Or…you like everyone else submit to someone else’s authority (even if using your intelligence to determine some of the stuff)
Actually, I have read the Humani Generis. Basically it claims the the Church has no official position on evolution except that to state that it does not necessarily conflict with Church doctrine as long as it is acknowledged that God is the ultimate creator and that (as you said) the human soul is a result of divine creation, not evolution. It does not address the science of evolution or attempt to take a position on the relative merits of Darwinian selection vs. Lamarckism (and those are merely mechanistic theories of evolution, btw. They both accept the fact of common descent but hypothesize different mechanisms for how it occurs. Lamarckism has now been discredited and Darwin’s Natural Selection has won out).
I was confused by tyour statement that the HG does not necessarily address Darwinian or “materialistic” evolution. I don’t know what you mean by “materialistic” evolution. If you mean common descent or if possibly you’re saying that it could have been talking about ID I have to say that while the document does not endorse any particular model of evolution it doesn’t exclude any either.
Evolutionary science makes no attempt to say anything at all about the human soul, btw. There are no scientists who are trying to say that the human soul “evolved.” This would be a foolish claim from a scientific standpoint since it can’t be proven that a human soul even exists in the first place.
Finally, although Lamarckism is now defunct as a mechanistic model, I think it can be said that figuratively, the environment causes, or at least contributes to evolution in the sense that species adapt over time to their environments. They just don’t do it the way that Lamarck thought they did.
I love dipping into threads as a complete outsider. Gives you an interesting perspective.
My impression, as an outsider is that:
The most prolific posters in this thread have entrenched viewpoints.
They believe that they have arrived at those viewpoints logically.
They overrate logic.
They continually misinterpret the points made by “opponents” whether wilfully or inadvertantly.
The continually pick and fuss over minor points in “opponents’” arguments.
I can’t actually tell if anyone is enjoying this debate. For sure, one side seems to enjoy it when members of that side’s team “scores a point”. But to me it seems that a debate that resolves into point scoring does little to progress the debate and much to generate heat, pride and pointless puffing of chests.
The original point to this thread seemed to be, “Why doesn’t the Bible mention dinosaurs.”

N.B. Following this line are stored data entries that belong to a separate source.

//! # Validation Module
//!
//! Input validation for issuance commands and the records the engine creates.
//!
//! ## Validation Strategy
//! ```text
//! ┌─────────────────────────────────────────────────────────────────────────┐
//! │                      Validation Layers                                  │
//! │                                                                         │
//! │  Layer 1: Command shape (THIS MODULE)                                  │
//! │  ├── cart size, quantities, prices, tax references                     │
//! │  └── identifier formats, tenders, discount range                       │
//! │           │                                                             │
//! │           ▼                                                             │
//! │  Layer 2: References (folio-db, inside the issuance transaction)       │
//! │  ├── customer exists, user exists and is active                        │
//! │  └── discount exists and matches the submitted percentage              │
//! │           │                                                             │
//! │           ▼                                                             │
//! │  Layer 3: Database (SQLite)                                            │
//! │  ├── CHECK constraints on the numbering window                         │
//! │  ├── UNIQUE invoice numbers                                            │
//! │  └── Foreign key constraints                                           │
//! └─────────────────────────────────────────────────────────────────────────┘
//! ```
//!
//! ## Usage
//! ```rust,no_run
//! use folio_core::validation::{validate_sku, validate_quantity};
//!
//! validate_sku("COFFEE-1LB").unwrap();
//! validate_quantity(5).unwrap();
//! ```

use chrono::NaiveDate;

use crate::error::ValidationError;
use crate::types::{CartLine, IssueInvoiceCommand, Tender};
use crate::{
    MAX_CART_ITEMS, MAX_CREDIT_DAYS, MAX_ITEM_QUANTITY, MAX_PAYMENT_CENTS, MAX_TENDERS,
    MAX_UNIT_PRICE_CENTS,
};

/// Result type for validation operations.
pub type ValidationResult<T> = Result<T, ValidationError>;

/// Maximum length of an authorization prefix.
const MAX_PREFIX_LEN: usize = 32;

// =============================================================================
// String Validators
// =============================================================================

/// Validates that a field is present.
pub fn validate_required(field: &str, value: &str) -> ValidationResult<()> {
    if value.trim().is_empty() {
        return Err(ValidationError::Required {
            field: field.to_string(),
        });
    }
    Ok(())
}

/// Validates a SKU (Stock Keeping Unit).
///
/// ## Rules
/// - Must not be empty
/// - Must be between 1 and 50 characters
/// - Should contain only alphanumeric characters, hyphens, underscores
///
/// ## Example
/// ```rust
/// use folio_core::validation::validate_sku;
///
/// assert!(validate_sku("COFFEE-1LB").is_ok());
/// assert!(validate_sku("").is_err());
/// assert!(validate_sku("A".repeat(100).as_str()).is_err());
/// ```
pub fn validate_sku(sku: &str) -> ValidationResult<()> {
    let sku = sku.trim();
    validate_required("sku", sku)?;

    if sku.len() > 50 {
        return Err(ValidationError::TooLong {
            field: "sku".to_string(),
            max: 50,
        });
    }

    if !sku
        .chars()
        .all(|c| c.is_alphanumeric() || c == '-' || c == '_')
    {
        return Err(ValidationError::InvalidFormat {
            field: "sku".to_string(),
            reason: "must contain only letters, numbers, hyphens, and underscores".to_string(),
        });
    }

    Ok(())
}

/// Validates a product name (1 to 200 characters).
pub fn validate_product_name(name: &str) -> ValidationResult<()> {
    let name = name.trim();
    validate_required("name", name)?;

    if name.len() > 200 {
        return Err(ValidationError::TooLong {
            field: "name".to_string(),
            max: 200,
        });
    }

    Ok(())
}

// =============================================================================
// Numeric Validators
// =============================================================================

/// Validates a quantity value.
///
/// ## Rules
/// - Must be positive (> 0)
/// - Must not exceed MAX_ITEM_QUANTITY (999)
pub fn validate_quantity(qty: i64) -> ValidationResult<()> {
    if qty <= 0 {
        return Err(ValidationError::MustBePositive {
            field: "quantity".to_string(),
        });
    }

    if qty > MAX_ITEM_QUANTITY {
        return Err(ValidationError::OutOfRange {
            field: "quantity".to_string(),
            min: 1,
            max: MAX_ITEM_QUANTITY,
        });
    }

    Ok(())
}

/// Validates a price in cents. Zero is allowed (free items).
///
/// ## Example
/// ```rust
/// use folio_core::validation::validate_price_cents;
/// use folio_core::MAX_UNIT_PRICE_CENTS;
///
/// assert!(validate_price_cents(1099).is_ok());
/// assert!(validate_price_cents(0).is_ok());
/// assert!(validate_price_cents(-100).is_err());
/// assert!(validate_price_cents(MAX_UNIT_PRICE_CENTS + 1).is_err());
/// ```
pub fn validate_price_cents(cents: i64) -> ValidationResult<()> {
    if !(0..=MAX_UNIT_PRICE_CENTS).contains(&cents) {
        return Err(ValidationError::OutOfRange {
            field: "price".to_string(),
            min: 0,
            max: MAX_UNIT_PRICE_CENTS,
        });
    }

    Ok(())
}

/// Validates a payment amount in cents. Must be positive and at most
/// MAX_PAYMENT_CENTS.
pub fn validate_payment_amount(cents: i64) -> ValidationResult<()> {
    if cents <= 0 {
        return Err(ValidationError::MustBePositive {
            field: "payment amount".to_string(),
        });
    }

    if cents > MAX_PAYMENT_CENTS {
        return Err(ValidationError::OutOfRange {
            field: "payment amount".to_string(),
            min: 1,
            max: MAX_PAYMENT_CENTS,
        });
    }

    Ok(())
}

/// Validates a credit term. Zero and negative terms are a settlement
/// concern, so only the upper bound is checked here.
pub fn validate_credit_days(days: i64) -> ValidationResult<()> {
    if days > MAX_CREDIT_DAYS {
        return Err(ValidationError::OutOfRange {
            field: "credit_days".to_string(),
            min: 1,
            max: MAX_CREDIT_DAYS,
        });
    }

    Ok(())
}

/// Validates a tax rate in basis points (0% to 100%).
pub fn validate_tax_rate_bps(bps: u32) -> ValidationResult<()> {
    if bps > 10000 {
        return Err(ValidationError::OutOfRange {
            field: "tax_rate".to_string(),
            min: 0,
            max: 10000,
        });
    }

    Ok(())
}

/// Validates a discount percentage in basis points (0% to 100%).
pub fn validate_discount_bps(bps: u32) -> ValidationResult<()> {
    if bps > 10000 {
        return Err(ValidationError::OutOfRange {
            field: "discount".to_string(),
            min: 0,
            max: 10000,
        });
    }

    Ok(())
}

// =============================================================================
// Collection Validators
// =============================================================================

/// Validates cart size: at least one line, at most MAX_CART_ITEMS (100).
pub fn validate_cart_size(items: usize) -> ValidationResult<()> {
    if items == 0 {
        return Err(ValidationError::Required {
            field: "lines".to_string(),
        });
    }

    if items > MAX_CART_ITEMS {
        return Err(ValidationError::OutOfRange {
            field: "cart items".to_string(),
            min: 1,
            max: MAX_CART_ITEMS as i64,
        });
    }

    Ok(())
}

// =============================================================================
// UUID Validators
// =============================================================================

/// Validates a UUID string format.
///
/// ## Example
/// ```rust
/// use folio_core::validation::validate_uuid;
///
/// assert!(validate_uuid("customer_id", "550e8400-e29b-41d4-a716-446655440000").is_ok());
/// assert!(validate_uuid("customer_id", "not-a-uuid").is_err());
/// ```
pub fn validate_uuid(field: &str, id: &str) -> ValidationResult<()> {
    validate_required(field, id)?;

    uuid::Uuid::parse_str(id).map_err(|_| ValidationError::InvalidFormat {
        field: field.to_string(),
        reason: "must be a valid UUID".to_string(),
    })?;

    Ok(())
}

// =============================================================================
// Numbering Window
// =============================================================================

/// Validates the static shape of a numbering authorization.
pub fn validate_authorization_window(
    prefix: &str,
    initial: i64,
    final_correlative: i64,
    valid_from: NaiveDate,
    valid_to: NaiveDate,
) -> ValidationResult<()> {
    validate_required("prefix", prefix)?;
    if prefix.len() > MAX_PREFIX_LEN {
        return Err(ValidationError::TooLong {
            field: "prefix".to_string(),
            max: MAX_PREFIX_LEN,
        });
    }

    if initial < 1 || final_correlative < initial {
        return Err(ValidationError::InvalidNumberingRange {
            reason: format!("{}..={} is not a valid range", initial, final_correlative),
        });
    }

    if valid_to < valid_from {
        return Err(ValidationError::InvalidNumberingRange {
            reason: format!("valid_to {} precedes valid_from {}", valid_to, valid_from),
        });
    }

    Ok(())
}

// =============================================================================
// Command Validators
// =============================================================================

/// Validates one cart line; `index` is zero-based.
pub fn validate_line(index: usize, line: &CartLine) -> ValidationResult<()> {
    let check = || -> ValidationResult<()> {
        validate_uuid("product_id", &line.product_id)?;
        validate_quantity(line.quantity)?;
        validate_price_cents(line.unit_price_cents)?;
        validate_required("tax_id", &line.tax_id)?;
        validate_tax_rate_bps(line.tax_rate.bps())?;
        Ok(())
    };

    check().map_err(|err| ValidationError::InvalidLine {
        line: index + 1,
        reason: err.to_string(),
    })
}

fn validate_tender(tender: &Tender) -> ValidationResult<()> {
    validate_required("payment_type_id", &tender.payment_type_id)?;
    validate_payment_amount(tender.amount_cents)
}

/// Validates the shape of an issuance command.
///
/// Runs before anything touches the database; a failure here has no side
/// effects. Reference existence is checked later, inside the transaction.
pub fn validate_command(command: &IssueInvoiceCommand) -> ValidationResult<()> {
    validate_cart_size(command.lines.len())?;
    validate_uuid("customer_id", &command.customer_id)?;
    validate_uuid("authorization_id", &command.authorization_id)?;
    validate_uuid("user_id", &command.session.user_id)?;

    if let Some(register) = &command.session.cash_register_id {
        validate_required("cash_register_id", register)?;
    }

    if let Some(discount) = &command.discount {
        validate_uuid("discount_id", &discount.discount_id)?;
        validate_discount_bps(discount.percentage_bps)?;
    }

    for (index, line) in command.lines.iter().enumerate() {
        validate_line(index, line)?;
    }

    if command.payments.len() > MAX_TENDERS {
        return Err(ValidationError::OutOfRange {
            field: "payments".to_string(),
            min: 0,
            max: MAX_TENDERS as i64,
        });
    }

    for tender in &command.payments {
        validate_tender(tender)?;
    }

    if let Some(days) = command.credit_days.filter(|_| command.is_credit) {
        validate_credit_days(days)?;
    }

    Ok(())
}

// =============================================================================
// Unit Tests
// =============================================================================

Answer: some people interpret the Bible as mentioning a dinosaur like creature. Academics more educated (if that were possible) than those represented in this thread eloquently argue for and against this interpretation. That argument appears to be inconclusive. (And no I can’t be bothered to cite references. I don’t mind if you wish to say “Blink is making this up”, if that makes your precarious position appear more tenable.)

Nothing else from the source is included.